Select the true statements. \( \square \) A. The function \( f(x)=x^{3} \) is differentiable on \( [0,7] \). \( \square \) B. The function \( f(x)=\sqrt{x} \) is differentiable on \( [0,7] \) \( \square \) C. The function \( f(x)=|x| \) is differentiable on \( (-3,3) \) \( \square \) D. The function \( f(x)=\sqrt{x} \) is differentiable on \( (0,7) \) \( \square \) E. The function \( f(x)=|x| \) is differentiable on \( [0,7] \).

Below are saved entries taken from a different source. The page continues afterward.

//! Manual consumer: builds a client from the environment, sends one request
//! and waits for background calls before exiting.
//!
//! Requires `DELIVERY_ENDPOINT` and `METRICS_ENDPOINT` (see `ClientConfig`).

use delivery_client::types::{Insertion, Paging, Request, UserInfo};
use delivery_client::{ClientConfig, DeliveryClient, DynError};
use tracing_subscriber::{layer::SubscriberExt, util::SubscriberInitExt, EnvFilter};

#[tokio::main]
async fn main() -> Result<(), DynError> {
    tracing_subscriber::registry()
        .with(tracing_subscriber::fmt::layer().with_target(false))
        .with(EnvFilter::try_from_default_env().unwrap_or_else(|_| EnvFilter::new("info")))
        .init();

    let config = ClientConfig::from_env()?;
    let client = DeliveryClient::from_config(config)?;

    let req = Request {
        platform_id: 0,
        user_info: Some(UserInfo {
            log_user_id: "manual-consumer".to_string(),
            ..UserInfo::default()
        }),
        insertion: (0..10)
            .map(|i| Insertion::with_content_id(format!("content-{}", i)))
            .collect(),
        paging: Some(Paging { offset: 0, size: 5 }),
        ..Request::default()
    };
    tracing::info!("Request:\t{}", serde_json::to_string(&req)?);

    let resp = client.deliver(req, None).await?;
    tracing::info!("Response:\t{}", serde_json::to_string(&resp)?);

    client.shutdown().await;
    Ok(())
}
pub mod fake;
pub mod http;

pub use fake::{FakeTransport, RecordedCall};
pub use http::HttpTransport;

use crate::error::TransportError;

/// Remote call boundary used by the delivery client.
///
/// Timeouts, unsuccessful statuses and connection errors all come back as a
/// `TransportError`; the client does not distinguish between them.
#[async_trait::async_trait]
pub trait Transport: Send + Sync {
    /// POSTs a JSON body and returns the response body of a 2xx reply.
    async fn post(&self, endpoint: &str, body: String) -> Result<String, TransportError>;

    /// Name of this transport (for logging)
    fn transport_name(&self) -> &str;
}
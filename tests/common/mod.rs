#![allow(dead_code)]

use delivery_client::transport::FakeTransport;
use delivery_client::types::{Insertion, Request, Response, UserInfo};
use delivery_client::{DeliveryClient, DeliveryClientOptions, Diagnostics};
use std::sync::{Arc, Mutex};

pub const DELIVERY_ENDPOINT: &str = "abc";
pub const METRICS_ENDPOINT: &str = "def";

/// Diagnostics sink that keeps every message.
#[derive(Default)]
pub struct RecordingDiagnostics {
    pub infos: Mutex<Vec<String>>,
    pub errors: Mutex<Vec<String>>,
}

impl RecordingDiagnostics {
    pub fn errors(&self) -> Vec<String> {
        self.errors.lock().unwrap().clone()
    }

    pub fn infos(&self) -> Vec<String> {
        self.infos.lock().unwrap().clone()
    }
}

impl Diagnostics for RecordingDiagnostics {
    fn info(&self, message: &str) {
        self.infos.lock().unwrap().push(message.to_string());
    }

    fn error(&self, message: &str) {
        self.errors.lock().unwrap().push(message.to_string());
    }
}

pub struct Harness {
    pub client: DeliveryClient,
    pub delivery: FakeTransport,
    pub metrics: FakeTransport,
    pub diagnostics: Arc<RecordingDiagnostics>,
}

pub fn harness(delivery: FakeTransport, metrics: FakeTransport, options: DeliveryClientOptions) -> Harness {
    let diagnostics = Arc::new(RecordingDiagnostics::default());
    let client = DeliveryClient::new(
        Arc::new(delivery.clone()),
        DELIVERY_ENDPOINT,
        Arc::new(metrics.clone()),
        METRICS_ENDPOINT,
        options,
    )
    .with_diagnostics(diagnostics.clone());

    Harness {
        client,
        delivery,
        metrics,
        diagnostics,
    }
}

pub fn remote_response() -> Response {
    Response {
        request_id: "remote-request-id".to_string(),
        insertion: vec![Insertion {
            insertion_id: "remote-insertion".to_string(),
            content_id: "5".to_string(),
            position: Some(0),
        }],
    }
}

pub fn six_insertion_request() -> Request {
    Request {
        platform_id: 7,
        user_info: Some(UserInfo {
            log_user_id: "log-user".to_string(),
            ..UserInfo::default()
        }),
        insertion: (0..6).map(|i| Insertion::with_content_id(i.to_string())).collect(),
        ..Request::default()
    }
}
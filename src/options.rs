use crate::error::{DeliveryError, Result};
use crate::types::CohortMembership;

/// Process-lifetime options for a [`crate::DeliveryClient`].
#[derive(Debug, Clone, Default, PartialEq)]
pub struct DeliveryClientOptions {
    shadow_traffic_rate: f32,
    /// Run advisory request validation and log every problem found.
    pub validate: bool,
}

impl DeliveryClientOptions {
    pub fn new() -> Self {
        Self::default()
    }

    pub fn shadow_traffic_rate(&self) -> f32 {
        self.shadow_traffic_rate
    }

    /// Fraction of locally served calls that also send a shadow request.
    /// Must be within [0, 1].
    pub fn set_shadow_traffic_rate(&mut self, rate: f32) -> Result<()> {
        if !(0.0..=1.0).contains(&rate) {
            return Err(DeliveryError::configuration(format!(
                "shadow traffic rate must be between 0 and 1, inclusive (got {})",
                rate
            )));
        }
        self.shadow_traffic_rate = rate;
        Ok(())
    }

    pub fn with_shadow_traffic_rate(mut self, rate: f32) -> Result<Self> {
        self.set_shadow_traffic_rate(rate)?;
        Ok(self)
    }

    pub fn with_validate(mut self, validate: bool) -> Self {
        self.validate = validate;
        self
    }
}

/// Per-call options for [`crate::DeliveryClient::deliver`].
#[derive(Debug, Clone, Default, PartialEq)]
pub struct DeliveryRequestOptions {
    /// Skip remote delivery and serve locally, logging to metrics only.
    pub only_log_to_metrics: bool,
    /// Experiment assignment for this call. A control arm bypasses remote
    /// delivery.
    pub experiment: Option<CohortMembership>,
    retrieval_insertion_offset: i32,
}

impl DeliveryRequestOptions {
    pub fn new() -> Self {
        Self::default()
    }

    pub fn retrieval_insertion_offset(&self) -> i32 {
        self.retrieval_insertion_offset
    }

    /// Offset at which the request's insertions were retrieved. Must be >= 0.
    pub fn set_retrieval_insertion_offset(&mut self, offset: i32) -> Result<()> {
        if offset < 0 {
            return Err(DeliveryError::configuration(format!(
                "retrieval insertion offset must be greater than or equal to 0 (got {})",
                offset
            )));
        }
        self.retrieval_insertion_offset = offset;
        Ok(())
    }

    pub fn with_retrieval_insertion_offset(mut self, offset: i32) -> Result<Self> {
        self.set_retrieval_insertion_offset(offset)?;
        Ok(self)
    }

    pub fn with_only_log_to_metrics(mut self, only_log_to_metrics: bool) -> Self {
        self.only_log_to_metrics = only_log_to_metrics;
        self
    }

    pub fn with_experiment(mut self, experiment: CohortMembership) -> Self {
        self.experiment = Some(experiment);
        self
    }
}
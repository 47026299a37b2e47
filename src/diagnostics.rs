/// Sink for the client's diagnostic messages. Never influences control flow.
pub trait Diagnostics: Send + Sync {
    fn info(&self, message: &str);
    fn error(&self, message: &str);
}

/// Default sink that forwards to `tracing`.
#[derive(Debug, Clone, Copy, Default)]
pub struct TracingDiagnostics;

impl Diagnostics for TracingDiagnostics {
    fn info(&self, message: &str) {
        tracing::info!(target: "delivery_client", "{}", message);
    }

    fn error(&self, message: &str) {
        tracing::error!(target: "delivery_client", "{}", message);
    }
}
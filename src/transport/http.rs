use crate::error::TransportError;
use crate::transport::Transport;
use reqwest::Client;
use std::time::Duration;

const API_KEY_HEADER: &str = "x-api-key";

/// Network-backed transport for one remote service.
///
/// Each client owns its own transports; nothing is shared between client
/// instances.
pub struct HttpTransport {
    client: Client,
    api_key: String,
    timeout: Duration,
}

impl HttpTransport {
    pub fn new(api_key: impl Into<String>, timeout: Duration) -> Result<Self, reqwest::Error> {
        let client = Client::builder().build()?;
        Ok(Self {
            client,
            api_key: api_key.into(),
            timeout,
        })
    }

    pub fn timeout(&self) -> Duration {
        self.timeout
    }
}

#[async_trait::async_trait]
impl Transport for HttpTransport {
    async fn post(&self, endpoint: &str, body: String) -> Result<String, TransportError> {
        let response = self
            .client
            .post(endpoint)
            .header(API_KEY_HEADER, &self.api_key)
            .header("Content-Type", "application/json")
            .timeout(self.timeout)
            .body(body)
            .send()
            .await?
            .error_for_status()?;

        Ok(response.text().await?)
    }

    fn transport_name(&self) -> &str {
        "Http"
    }
}
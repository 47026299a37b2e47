/// Shadow traffic is only sent when remote delivery was never attempted.
mod common;

use common::{harness, remote_response, six_insertion_request, DELIVERY_ENDPOINT, METRICS_ENDPOINT};
use delivery_client::transport::FakeTransport;
use delivery_client::types::{ClientType, CohortArm, CohortMembership, Request, TrafficType};
use delivery_client::{DeliveryClientOptions, DeliveryRequestOptions};

fn always_shadow() -> DeliveryClientOptions {
    DeliveryClientOptions::new().with_shadow_traffic_rate(1.0).unwrap()
}

#[tokio::test]
async fn test_shadow_sent_when_remote_skipped() {
    let h = harness(FakeTransport::new(), FakeTransport::new(), always_shadow());
    // Only log to metrics to dodge the delivery service.
    let options = DeliveryRequestOptions::new().with_only_log_to_metrics(true);

    let resp = h.client.deliver(six_insertion_request(), Some(options)).await.unwrap();
    h.client.shutdown().await;

    // The only delivery call is the shadow one.
    let calls = h.delivery.calls().await;
    assert_eq!(calls.len(), 1);
    assert_eq!(calls[0].endpoint, DELIVERY_ENDPOINT);
    assert_eq!(h.metrics.call_count().await, 1);

    let shadow: Request = calls[0].parse().unwrap();
    let client_info = shadow.client_info.unwrap();
    assert_eq!(client_info.traffic_type, TrafficType::Shadow);
    assert_eq!(client_info.client_type, ClientType::PlatformServer);
    assert_ne!(shadow.request_id, resp.request_id);
    assert_eq!(shadow.insertion.len(), 6);
    assert!(shadow.insertion.iter().all(|i| i.insertion_id.is_empty()));
}

#[tokio::test]
async fn test_shadow_sent_for_control_arm() {
    let h = harness(FakeTransport::new(), FakeTransport::new(), always_shadow());
    let options = DeliveryRequestOptions::new()
        .with_experiment(CohortMembership::new("cohort", CohortArm::Control));

    h.client.deliver(six_insertion_request(), Some(options)).await.unwrap();
    h.client.shutdown().await;

    assert_eq!(h.delivery.call_count().await, 1);
}

#[tokio::test]
async fn test_no_shadow_after_failed_remote_attempt() {
    let h = harness(FakeTransport::new(), FakeTransport::new(), always_shadow());

    h.client.deliver(six_insertion_request(), None).await.unwrap();
    h.client.shutdown().await;

    // Just the real (failed) delivery attempt.
    let calls = h.delivery.calls().await;
    assert_eq!(calls.len(), 1);
    let sent: Request = calls[0].parse().unwrap();
    assert_eq!(sent.client_info.unwrap().traffic_type, TrafficType::Production);
}

#[tokio::test]
async fn test_no_shadow_after_successful_remote_attempt() {
    let h = harness(
        FakeTransport::new().with_response(&remote_response()).unwrap(),
        FakeTransport::new(),
        always_shadow(),
    );

    h.client.deliver(six_insertion_request(), None).await.unwrap();
    h.client.shutdown().await;

    assert_eq!(h.delivery.call_count().await, 1);
}

#[tokio::test]
async fn test_zero_rate_never_shadows() {
    let h = harness(FakeTransport::new(), FakeTransport::new(), DeliveryClientOptions::default());
    let options = DeliveryRequestOptions::new().with_only_log_to_metrics(true);

    for _ in 0..20 {
        h.client
            .deliver(six_insertion_request(), Some(options.clone()))
            .await
            .unwrap();
    }
    h.client.shutdown().await;

    assert_eq!(h.delivery.call_count().await, 0);
    assert_eq!(h.metrics.call_count().await, 20);
}

#[tokio::test]
async fn test_shadow_failure_only_logged() {
    let h = harness(FakeTransport::new(), FakeTransport::new(), always_shadow());
    let options = DeliveryRequestOptions::new().with_only_log_to_metrics(true);

    let resp = h.client.deliver(six_insertion_request(), Some(options)).await.unwrap();
    h.client.shutdown().await;

    assert_eq!(resp.insertion.len(), 6);
    assert!(h
        .diagnostics
        .errors()
        .iter()
        .any(|e| e.starts_with("Shadow traffic request failed")));
}

// The current-thread runtime runs spawned tasks in spawn order, so the shared
// call log shows dispatch order.
#[tokio::test]
async fn test_metrics_dispatched_before_shadow() {
    let shared = FakeTransport::new();
    let h = harness(shared.clone(), shared.clone(), always_shadow());
    let options = DeliveryRequestOptions::new().with_only_log_to_metrics(true);

    h.client.deliver(six_insertion_request(), Some(options)).await.unwrap();
    h.client.shutdown().await;

    let endpoints: Vec<String> = shared.calls().await.into_iter().map(|c| c.endpoint).collect();
    assert_eq!(endpoints, vec![METRICS_ENDPOINT, DELIVERY_ENDPOINT]);
}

1. For statement A, the function is \( f(x)=x^3 \). - Since polynomials are differentiable everywhere, \( f(x) \) is differentiable on \([0,7]\). - Statement A is true. 2. For statement B, the function is \( f(x)=\sqrt{x} \). - Its derivative is \( f'(x)=\frac{1}{2\sqrt{x}} \). - At \( x=0 \), the derivative would require evaluating \(\frac{1}{2\sqrt{0}}\), which is undefined (or infinite). - Thus, \( f(x)=\sqrt{x} \) is not differentiable at \( x=0 \), and consequently not differentiable on the entire interval \([0,7]\). - Statement B is false. 3. For statement C, the function is \( f(x)=|x| \). - The function \( |x| \) has a derivative of \(-1\) for \( x<0 \) and \( 1 \) for \( x>0 \). - At \( x=0 \), the left-hand derivative is \(-1\) and the right-hand derivative is \(1\); they are not equal. - Hence, \( f(x) \) is not differentiable at \( x=0 \), so it is not differentiable on the entire interval \((-3,3)\). - Statement C is false. 4. For statement D, the function is again \( f(x)=\sqrt{x} \), but now the interval is \((0,7)\). - On \((0,7)\), all \( x \) are positive, so the derivative \( f'(x)=\frac{1}{2\sqrt{x}} \) exists for every \( x \) in the interval. - Therefore, \( f(x)=\sqrt{x} \) is differentiable on \((0,7)\). - Statement D is true. 5. For statement E, the function is \( f(x)=|x| \) on \([0,7]\). - For \( x>0 \), \( f(x)=|x|=x \) which is differentiable with derivative \( 1 \). - At the endpoint \( x=0 \) (since this is a closed interval), we only need to check the right-hand derivative. - The right-hand derivative at \( x=0 \) is \[ \lim_{h \to 0^+} \frac{|h|-0}{h} = \lim_{h \to 0^+} \frac{h}{h} = 1. \] - Since the one-sided derivative exists at \( x=0 \) and the function is differentiable for all \( x>0 \), \( f(x)=|x| \) is differentiable on \([0,7]\). - Statement E is true. The true statements are A, D, and E.